THE PROBLEM :: Report the lines of the material that carry the string "trim".

____ THE INPUT

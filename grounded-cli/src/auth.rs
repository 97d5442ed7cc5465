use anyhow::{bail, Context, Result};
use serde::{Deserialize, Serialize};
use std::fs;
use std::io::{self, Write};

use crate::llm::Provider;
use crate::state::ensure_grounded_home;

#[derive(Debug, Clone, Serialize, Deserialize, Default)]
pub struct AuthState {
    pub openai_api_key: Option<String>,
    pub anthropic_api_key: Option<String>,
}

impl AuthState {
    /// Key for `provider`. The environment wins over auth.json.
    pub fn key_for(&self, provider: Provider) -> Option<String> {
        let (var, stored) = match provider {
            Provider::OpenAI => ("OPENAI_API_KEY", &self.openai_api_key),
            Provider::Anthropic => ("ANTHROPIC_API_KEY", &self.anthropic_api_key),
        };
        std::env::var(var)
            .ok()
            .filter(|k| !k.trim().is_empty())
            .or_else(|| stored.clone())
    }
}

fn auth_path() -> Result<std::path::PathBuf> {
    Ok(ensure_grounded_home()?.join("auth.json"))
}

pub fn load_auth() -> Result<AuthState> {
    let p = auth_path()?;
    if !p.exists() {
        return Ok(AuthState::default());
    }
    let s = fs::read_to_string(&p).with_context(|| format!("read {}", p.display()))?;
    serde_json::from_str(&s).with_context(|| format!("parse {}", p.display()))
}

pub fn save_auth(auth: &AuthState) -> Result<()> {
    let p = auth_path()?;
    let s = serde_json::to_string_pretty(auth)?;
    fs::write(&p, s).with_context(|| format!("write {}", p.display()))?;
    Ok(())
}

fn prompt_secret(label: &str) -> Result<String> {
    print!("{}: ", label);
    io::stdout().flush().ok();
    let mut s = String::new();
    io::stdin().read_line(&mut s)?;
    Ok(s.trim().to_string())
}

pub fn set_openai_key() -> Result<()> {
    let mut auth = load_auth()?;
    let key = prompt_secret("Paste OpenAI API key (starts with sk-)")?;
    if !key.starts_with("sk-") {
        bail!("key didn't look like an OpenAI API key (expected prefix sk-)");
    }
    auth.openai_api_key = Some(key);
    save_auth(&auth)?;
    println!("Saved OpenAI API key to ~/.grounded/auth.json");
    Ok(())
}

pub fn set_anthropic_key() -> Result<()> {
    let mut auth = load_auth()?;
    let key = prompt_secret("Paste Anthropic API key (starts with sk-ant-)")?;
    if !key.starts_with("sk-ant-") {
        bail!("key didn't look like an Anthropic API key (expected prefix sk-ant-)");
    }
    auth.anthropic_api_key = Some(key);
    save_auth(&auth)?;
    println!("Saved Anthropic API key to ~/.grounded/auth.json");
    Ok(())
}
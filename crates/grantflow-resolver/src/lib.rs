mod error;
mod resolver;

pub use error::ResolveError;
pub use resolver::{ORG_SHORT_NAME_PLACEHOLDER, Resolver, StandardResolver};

________
____ THE INPUT

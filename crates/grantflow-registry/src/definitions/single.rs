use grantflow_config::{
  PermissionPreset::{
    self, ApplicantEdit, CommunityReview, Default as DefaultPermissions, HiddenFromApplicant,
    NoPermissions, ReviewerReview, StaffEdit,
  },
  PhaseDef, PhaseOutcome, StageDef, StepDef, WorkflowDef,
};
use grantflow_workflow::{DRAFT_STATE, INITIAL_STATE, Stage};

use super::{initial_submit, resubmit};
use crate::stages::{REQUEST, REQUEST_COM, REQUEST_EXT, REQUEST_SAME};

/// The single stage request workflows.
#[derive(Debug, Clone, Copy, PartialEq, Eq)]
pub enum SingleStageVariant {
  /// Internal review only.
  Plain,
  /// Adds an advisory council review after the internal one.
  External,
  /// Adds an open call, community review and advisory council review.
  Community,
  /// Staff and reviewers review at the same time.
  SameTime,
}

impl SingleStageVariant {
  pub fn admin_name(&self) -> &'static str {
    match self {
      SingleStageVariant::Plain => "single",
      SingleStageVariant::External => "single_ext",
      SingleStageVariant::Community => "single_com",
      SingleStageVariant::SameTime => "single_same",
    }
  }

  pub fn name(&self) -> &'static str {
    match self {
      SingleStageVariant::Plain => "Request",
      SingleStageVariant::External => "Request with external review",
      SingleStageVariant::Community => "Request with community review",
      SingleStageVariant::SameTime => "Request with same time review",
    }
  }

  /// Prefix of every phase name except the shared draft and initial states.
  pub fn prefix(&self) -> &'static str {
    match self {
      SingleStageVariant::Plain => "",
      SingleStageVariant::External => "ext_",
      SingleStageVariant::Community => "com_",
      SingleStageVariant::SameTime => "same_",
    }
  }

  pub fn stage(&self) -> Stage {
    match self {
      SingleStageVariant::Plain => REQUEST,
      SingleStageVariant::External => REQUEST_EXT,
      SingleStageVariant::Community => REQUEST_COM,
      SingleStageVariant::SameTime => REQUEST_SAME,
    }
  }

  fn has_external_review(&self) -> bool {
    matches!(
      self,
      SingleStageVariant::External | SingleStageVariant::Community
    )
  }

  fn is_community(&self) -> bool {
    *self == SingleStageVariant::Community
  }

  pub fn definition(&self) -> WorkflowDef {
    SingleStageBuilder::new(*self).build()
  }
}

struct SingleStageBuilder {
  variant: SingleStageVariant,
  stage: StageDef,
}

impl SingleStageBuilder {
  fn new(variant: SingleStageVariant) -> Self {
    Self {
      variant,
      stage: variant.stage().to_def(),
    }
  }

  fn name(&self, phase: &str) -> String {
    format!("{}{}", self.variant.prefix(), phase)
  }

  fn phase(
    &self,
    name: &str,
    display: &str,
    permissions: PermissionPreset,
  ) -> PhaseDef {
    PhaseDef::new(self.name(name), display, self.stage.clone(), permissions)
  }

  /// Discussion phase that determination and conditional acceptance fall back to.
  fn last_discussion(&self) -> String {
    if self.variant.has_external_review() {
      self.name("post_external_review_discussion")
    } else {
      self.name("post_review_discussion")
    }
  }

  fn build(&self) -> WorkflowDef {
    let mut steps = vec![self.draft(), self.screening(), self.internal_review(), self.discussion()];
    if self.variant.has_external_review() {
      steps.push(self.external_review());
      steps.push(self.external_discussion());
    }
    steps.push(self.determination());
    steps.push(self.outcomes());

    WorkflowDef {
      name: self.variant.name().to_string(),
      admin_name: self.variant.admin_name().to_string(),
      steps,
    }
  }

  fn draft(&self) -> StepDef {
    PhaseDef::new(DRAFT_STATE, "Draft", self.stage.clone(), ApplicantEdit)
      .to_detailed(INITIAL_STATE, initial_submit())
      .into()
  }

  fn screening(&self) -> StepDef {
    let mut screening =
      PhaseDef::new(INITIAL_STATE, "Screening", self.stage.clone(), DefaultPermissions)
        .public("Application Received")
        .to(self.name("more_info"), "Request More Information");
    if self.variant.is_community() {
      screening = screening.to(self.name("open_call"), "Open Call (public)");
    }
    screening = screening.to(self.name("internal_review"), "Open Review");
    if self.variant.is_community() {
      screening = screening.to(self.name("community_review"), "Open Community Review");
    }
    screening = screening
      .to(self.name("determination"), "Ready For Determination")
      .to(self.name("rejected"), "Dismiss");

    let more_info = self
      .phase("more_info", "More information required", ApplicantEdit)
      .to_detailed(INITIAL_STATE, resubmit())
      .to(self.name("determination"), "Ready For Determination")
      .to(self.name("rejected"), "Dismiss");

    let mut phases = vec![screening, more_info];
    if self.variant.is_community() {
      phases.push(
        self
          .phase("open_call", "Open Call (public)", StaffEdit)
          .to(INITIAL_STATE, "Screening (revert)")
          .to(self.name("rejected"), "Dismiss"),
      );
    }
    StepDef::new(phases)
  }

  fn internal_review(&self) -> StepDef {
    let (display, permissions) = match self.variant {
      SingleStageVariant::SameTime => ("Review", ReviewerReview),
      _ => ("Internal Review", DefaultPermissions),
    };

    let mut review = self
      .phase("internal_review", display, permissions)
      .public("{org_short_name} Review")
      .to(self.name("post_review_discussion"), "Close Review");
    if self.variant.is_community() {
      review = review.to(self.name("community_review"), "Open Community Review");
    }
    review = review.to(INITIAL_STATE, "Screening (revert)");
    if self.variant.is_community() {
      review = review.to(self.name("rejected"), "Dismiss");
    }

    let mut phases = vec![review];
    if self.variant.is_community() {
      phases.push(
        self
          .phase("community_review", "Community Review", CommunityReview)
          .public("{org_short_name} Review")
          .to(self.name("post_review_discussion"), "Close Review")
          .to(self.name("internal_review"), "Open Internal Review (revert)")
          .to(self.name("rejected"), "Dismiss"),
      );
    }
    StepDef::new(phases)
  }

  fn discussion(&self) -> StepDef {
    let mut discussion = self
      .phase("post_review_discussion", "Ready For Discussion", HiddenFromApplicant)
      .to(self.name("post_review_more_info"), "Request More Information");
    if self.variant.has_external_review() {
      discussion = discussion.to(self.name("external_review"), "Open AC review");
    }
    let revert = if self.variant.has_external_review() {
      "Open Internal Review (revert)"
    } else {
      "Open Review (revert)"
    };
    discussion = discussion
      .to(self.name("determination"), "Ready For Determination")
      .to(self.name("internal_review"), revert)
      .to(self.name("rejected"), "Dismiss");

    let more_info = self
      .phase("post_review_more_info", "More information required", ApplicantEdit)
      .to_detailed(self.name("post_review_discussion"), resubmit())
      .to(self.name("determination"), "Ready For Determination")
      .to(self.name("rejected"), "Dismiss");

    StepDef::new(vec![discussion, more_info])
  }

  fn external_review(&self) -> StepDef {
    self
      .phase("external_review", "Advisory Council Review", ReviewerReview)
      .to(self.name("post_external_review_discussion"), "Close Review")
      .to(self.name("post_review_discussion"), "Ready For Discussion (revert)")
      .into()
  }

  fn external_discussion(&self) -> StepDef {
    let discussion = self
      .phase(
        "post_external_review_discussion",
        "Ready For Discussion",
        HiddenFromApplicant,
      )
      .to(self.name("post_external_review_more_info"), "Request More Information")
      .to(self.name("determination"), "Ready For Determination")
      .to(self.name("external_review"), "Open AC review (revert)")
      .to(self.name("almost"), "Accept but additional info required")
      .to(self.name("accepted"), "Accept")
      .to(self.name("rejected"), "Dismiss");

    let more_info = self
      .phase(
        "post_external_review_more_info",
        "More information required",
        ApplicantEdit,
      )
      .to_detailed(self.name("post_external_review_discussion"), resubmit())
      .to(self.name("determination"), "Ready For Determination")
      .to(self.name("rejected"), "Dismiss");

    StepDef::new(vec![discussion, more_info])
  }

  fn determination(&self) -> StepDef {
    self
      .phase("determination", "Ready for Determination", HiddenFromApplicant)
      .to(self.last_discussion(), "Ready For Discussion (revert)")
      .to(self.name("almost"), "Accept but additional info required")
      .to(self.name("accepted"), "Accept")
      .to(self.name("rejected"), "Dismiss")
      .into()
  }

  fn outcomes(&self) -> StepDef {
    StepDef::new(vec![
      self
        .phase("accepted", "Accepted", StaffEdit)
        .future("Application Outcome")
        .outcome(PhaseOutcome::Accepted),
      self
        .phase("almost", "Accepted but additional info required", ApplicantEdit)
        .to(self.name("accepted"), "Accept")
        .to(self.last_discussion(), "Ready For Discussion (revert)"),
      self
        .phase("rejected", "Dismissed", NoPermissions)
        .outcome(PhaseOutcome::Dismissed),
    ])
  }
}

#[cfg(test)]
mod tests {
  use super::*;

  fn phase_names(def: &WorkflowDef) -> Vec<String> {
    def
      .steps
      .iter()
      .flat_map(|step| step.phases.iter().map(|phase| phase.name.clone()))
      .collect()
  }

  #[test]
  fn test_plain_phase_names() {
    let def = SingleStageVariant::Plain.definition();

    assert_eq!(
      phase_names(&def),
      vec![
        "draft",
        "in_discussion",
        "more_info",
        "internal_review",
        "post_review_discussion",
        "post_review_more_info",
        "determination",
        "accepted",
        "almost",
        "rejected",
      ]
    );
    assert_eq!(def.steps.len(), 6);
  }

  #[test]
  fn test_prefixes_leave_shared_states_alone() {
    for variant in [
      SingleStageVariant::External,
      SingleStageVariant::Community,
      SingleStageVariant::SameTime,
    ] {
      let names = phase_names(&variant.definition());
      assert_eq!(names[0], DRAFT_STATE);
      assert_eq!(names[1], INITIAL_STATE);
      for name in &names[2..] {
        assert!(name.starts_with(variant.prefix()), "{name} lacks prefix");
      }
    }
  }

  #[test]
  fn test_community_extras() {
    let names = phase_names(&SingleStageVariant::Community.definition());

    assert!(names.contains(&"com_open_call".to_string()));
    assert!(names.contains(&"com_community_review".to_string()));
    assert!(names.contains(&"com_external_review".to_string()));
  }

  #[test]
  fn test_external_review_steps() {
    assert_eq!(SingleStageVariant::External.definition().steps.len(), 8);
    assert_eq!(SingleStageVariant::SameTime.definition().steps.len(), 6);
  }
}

________

COMPLETED TASK ::
            .filter(|k| !k.trim().is_empty())
    Ok(s.trim().to_string())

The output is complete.